How does repmin place values in the tree in Haskell?

Question

I really like the repmin problem:

Write down repmin :: Tree Int -> Tree Int, which replaces all the numbers in the tree by their minimum in a single pass.

If I were writing something like this in python, I would go for passing values by their reference (let's say one-element lists instead of numbers is good enough):

def repmin(tree, wrapped_min_link=None):
    x, subforest = tree
    
    if wrapped_min_link is None: 
        wrapped_min_link = [x]
    else:
        [m] = wrapped_min_link
        wrapped_min_link = [min(m, x)]
        
    n = len(subforest)
    
    subforest_min = [None] * n
    for i in range(n):
        if subforest[i]:
            subforest_min[i] = repmin(subforest[i], wrapped_min_link)
    
    return (wrapped_min_link, subforest_min)

It seems to me like a fitting way to wrap one's head around the knot-tying solution in Haskell (I wrote this one for rose trees from Data.Tree):

copyRose :: Tree Int -> Int -> (Tree Int, Int)
copyRose (Node x []) m = (Node m [], x)
copyRose (Node x fo) m = 
 let
    unzipIdMinimum = 
     foldr (\ ~(a, b) ~(as, bmin) -> (a:as, b `min` bmin)) ([], maxBound :: Int)

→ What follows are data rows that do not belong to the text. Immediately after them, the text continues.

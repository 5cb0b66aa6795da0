//! Flattening the test tree into a run queue

use std::rc::Rc;

use super::node::{ClassNode, MethodNode, TestCatalog};
use crate::selection::{RunMode, SelectionQuery};

/// Which methods make it into the queue
#[derive(Clone, Copy)]
pub enum RunFilter<'a> {
    All,
    Smoke,
    Selected(&'a dyn SelectionQuery),
    /// A class or method name, fully-qualified or as a dotted suffix
    Specific(&'a str),
}

impl<'a> RunFilter<'a> {
    /// Filter for a selection's run mode
    pub fn from_selection(selection: &'a dyn SelectionQuery, specific: Option<&'a str>) -> Self {
        match selection.run_mode() {
            RunMode::All => RunFilter::All,
            RunMode::Smoke => RunFilter::Smoke,
            RunMode::Selected => RunFilter::Selected(selection),
            RunMode::Specific => match specific {
                Some(name) => RunFilter::Specific(name),
                None => RunFilter::All,
            },
        }
    }

    fn accepts(&self, class: &ClassNode, method: &MethodNode) -> bool {
        match self {
            RunFilter::All => true,
            RunFilter::Smoke => method.settings.smoke,
            RunFilter::Selected(selection) => selection.is_selected(&method.full_name()),
            RunFilter::Specific(name) => {
                let class_name = class.full_name();
                let method_name = method.full_name();
                [class_name.as_str(), method_name.as_str()]
                    .iter()
                    .any(|candidate| matches_name(candidate, name))
            }
        }
    }
}

/// Exact match, or `name` is a suffix starting at a dot boundary
fn matches_name(full: &str, name: &str) -> bool {
    full == name
        || full
            .strip_suffix(name)
            .is_some_and(|prefix| prefix.ends_with('.'))
}

/// One method scheduled to run
#[derive(Clone)]
pub struct QueuedTest {
    pub class: Rc<ClassNode>,
    pub method: Rc<MethodNode>,
}

impl QueuedTest {
    pub fn full_name(&self) -> String {
        self.method.full_name()
    }

    pub fn same_class(&self, other: &QueuedTest) -> bool {
        Rc::ptr_eq(&self.class, &other.class)
    }
}

impl TestCatalog {
    /// Methods accepted by `filter`, in declaration order, repeated
    /// `repeat` times (at least once)
    pub fn queue(&self, filter: RunFilter<'_>, repeat: u32) -> Vec<QueuedTest> {
        let mut once = Vec::new();
        for class in self.classes() {
            for method in &class.methods {
                if filter.accepts(&class, method) {
                    once.push(QueuedTest {
                        class: class.clone(),
                        method: method.clone(),
                    });
                }
            }
        }

        let repeat = repeat.max(1) as usize;
        let mut queue = Vec::with_capacity(once.len() * repeat);
        for _ in 0..repeat {
            queue.extend(once.iter().cloned());
        }
        queue
    }
}
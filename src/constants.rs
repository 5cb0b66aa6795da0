//! Runner defaults and fixed file names

// =============================================================================
// TIMING
// =============================================================================

/// Timeout applied to coroutine tests without an explicit override
pub const DEFAULT_TIMEOUT_MS: u64 = 60_000;

/// Advance calls allowed within one frame before a body is treated as stuck
/// (a body that never reaches a suspension point would otherwise spin forever)
pub const MAX_STEPS_PER_FRAME: usize = 10_000;

// =============================================================================
// FILES
// =============================================================================

/// Runner configuration file
pub const SETTINGS_FILE: &str = "config/test_runner.json";

/// Default selected-tests asset
pub const SELECTION_FILE: &str = "config/selected_tests.json";

/// Default permitted-error registry
pub const PERMITTED_ERRORS_FILE: &str = "config/permitted_errors.toml";

/// Run log written into the output directory
pub const RUN_LOG_FILE: &str = "test_run.log";

/// Results summary written into the output directory
pub const RESULTS_FILE: &str = "test_results.json";

/// Subdirectory of the platform data dir used when no output dir is configured
pub const DATA_DIR_NAME: &str = "playtest";

// =============================================================================
// SOURCE LOOKUP
// =============================================================================

/// Token that marks a suspension point in test sources
pub const SUSPENSION_KEYWORD: &str = ".await";

/// Fallback resolution for methods whose constraints match nothing
pub const DEFAULT_RESOLUTION: (u32, u32) = (1920, 1080);
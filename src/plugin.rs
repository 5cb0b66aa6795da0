//! Bevy integration
//!
//! `PlayModeTestPlugin` owns the suite runner as a non-send resource and
//! advances it once per `Update` from the virtual (scaled) and real clocks.
//! When the queue is exhausted it requests `AppExit`, with a failure code if
//! any test failed.

use std::time::Duration;

use bevy::prelude::*;

use crate::capture::CapturedLogs;
use crate::catalog::TestCatalog;
use crate::coroutine::FrameTime;
use crate::runner::{ConsoleReporter, PermittedErrors, SuiteRunner, SuiteStatus, TeamCityReporter};
use crate::selection::SelectedTests;
use crate::settings::RunnerSettings;

pub struct PlayModeTestPlugin {
    pub catalog: fn() -> TestCatalog,
    pub settings: RunnerSettings,
    pub selection: SelectedTests,
    /// Print captured logs for every test, not just failures
    pub verbose: bool,
    /// Request `AppExit` once the run has finished
    pub exit_when_done: bool,
}

impl PlayModeTestPlugin {
    pub fn new(catalog: fn() -> TestCatalog) -> Self {
        Self {
            catalog,
            settings: RunnerSettings::default(),
            selection: SelectedTests::default(),
            verbose: false,
            exit_when_done: true,
        }
    }
}

/// Time scale applied to `Time<Virtual>` before the first test
#[derive(Resource, Clone, Copy)]
struct TestTimeScale(f32);

#[derive(Resource, Clone, Copy)]
struct ExitWhenDone(bool);

impl Plugin for PlayModeTestPlugin {
    fn build(&self, app: &mut App) {
        let catalog = (self.catalog)();
        let permitted = PermittedErrors::load_or_empty(&self.settings.permitted_errors_file);

        let mut runner =
            SuiteRunner::from_catalog(&catalog, &self.selection, self.settings.clone())
                .with_permitted(permitted)
                .with_listener(ConsoleReporter::new(self.verbose));
        if let Some(captured) = app.world().get_resource::<CapturedLogs>() {
            runner = runner.with_log_sink(captured.0.clone());
        } else {
            warn!("No log capture layer installed; engine errors will not fail tests");
        }
        if self.settings.teamcity {
            runner.add_listener(Box::new(TeamCityReporter::stdout()));
        }

        app.insert_non_send_resource(runner)
            .insert_resource(TestTimeScale(self.selection.default_time_scale))
            .insert_resource(ExitWhenDone(self.exit_when_done))
            .add_systems(Startup, (apply_time_scale, begin_test_suite).chain())
            .add_systems(Update, drive_test_suite);
    }
}

fn apply_time_scale(scale: Res<TestTimeScale>, mut time: ResMut<Time<Virtual>>) {
    if scale.0 > 0.0 && (scale.0 - 1.0).abs() > f32::EPSILON {
        info!("Running tests at time scale {}", scale.0);
        time.set_relative_speed(scale.0);
    }
}

fn begin_test_suite(mut runner: NonSendMut<SuiteRunner>) {
    runner.begin();
}

fn drive_test_suite(
    mut runner: NonSendMut<SuiteRunner>,
    virtual_time: Res<Time<Virtual>>,
    real_time: Res<Time<Real>>,
    exit_when_done: Res<ExitWhenDone>,
    mut exit: MessageWriter<AppExit>,
) {
    if runner.is_finished() {
        return;
    }
    let frame = FrameTime::new(virtual_time.delta(), real_time.delta());
    if runner.tick(frame) == SuiteStatus::Finished && exit_when_done.0 {
        if runner.results().has_failures() {
            exit.write(AppExit::from_code(1));
        } else {
            exit.write(AppExit::Success);
        }
    }
}

/// Step `app` with a fixed frame time until the run finishes or
/// `max_frames` pass. Both clocks advance by `frame`, so virtual time
/// follows the configured time scale.
///
/// Returns the number of frames stepped, or `None` if the run did not
/// finish.
pub fn run_headless(app: &mut App, frame: Duration, max_frames: usize) -> Option<usize> {
    app.finish();
    app.cleanup();
    app.world_mut().run_schedule(Startup);

    for frames in 1..=max_frames {
        app.world_mut().resource_mut::<Time<Real>>().advance_by(frame);
        let speed = app.world().resource::<Time<Virtual>>().relative_speed();
        app.world_mut()
            .resource_mut::<Time<Virtual>>()
            .advance_by(frame.mul_f32(speed));
        app.world_mut().run_schedule(Update);

        if app.world().non_send_resource::<SuiteRunner>().is_finished() {
            return Some(frames);
        }
    }
    None
}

    (fo', y)       = unzipIdMinimum . map (flip copyRose m) $ fo
 in (Node m fo', x `min` y)

repmin :: Tree Int -> Tree Int
repmin = (loop . uncurry) copyRose

Yet, I reckon the solutions to work very differently. Here is my understanding of the latter one:

Let us rewrite loop for (->) a bit:

loop f b = let cd = f (b, snd cd) in fst cd

I reckon it to be loop for (->)'s workalike as snd gives the same degree of laziness as pattern-matching within let.

So, when repmin traverses through the tree, it is:

Building up the minimum in the tree to be returned as the second element of the pair.
Leaves snd $ copyRose (tree, m) behind in every node.

Thus, when the traversal comes to an end, the programme knows the value of snd $ copyRose (tree, m) (that is, the minimum in the tree) and is able to show it whenever some node of the tree is being computed.

Do I understand repmin in Haskell correctly?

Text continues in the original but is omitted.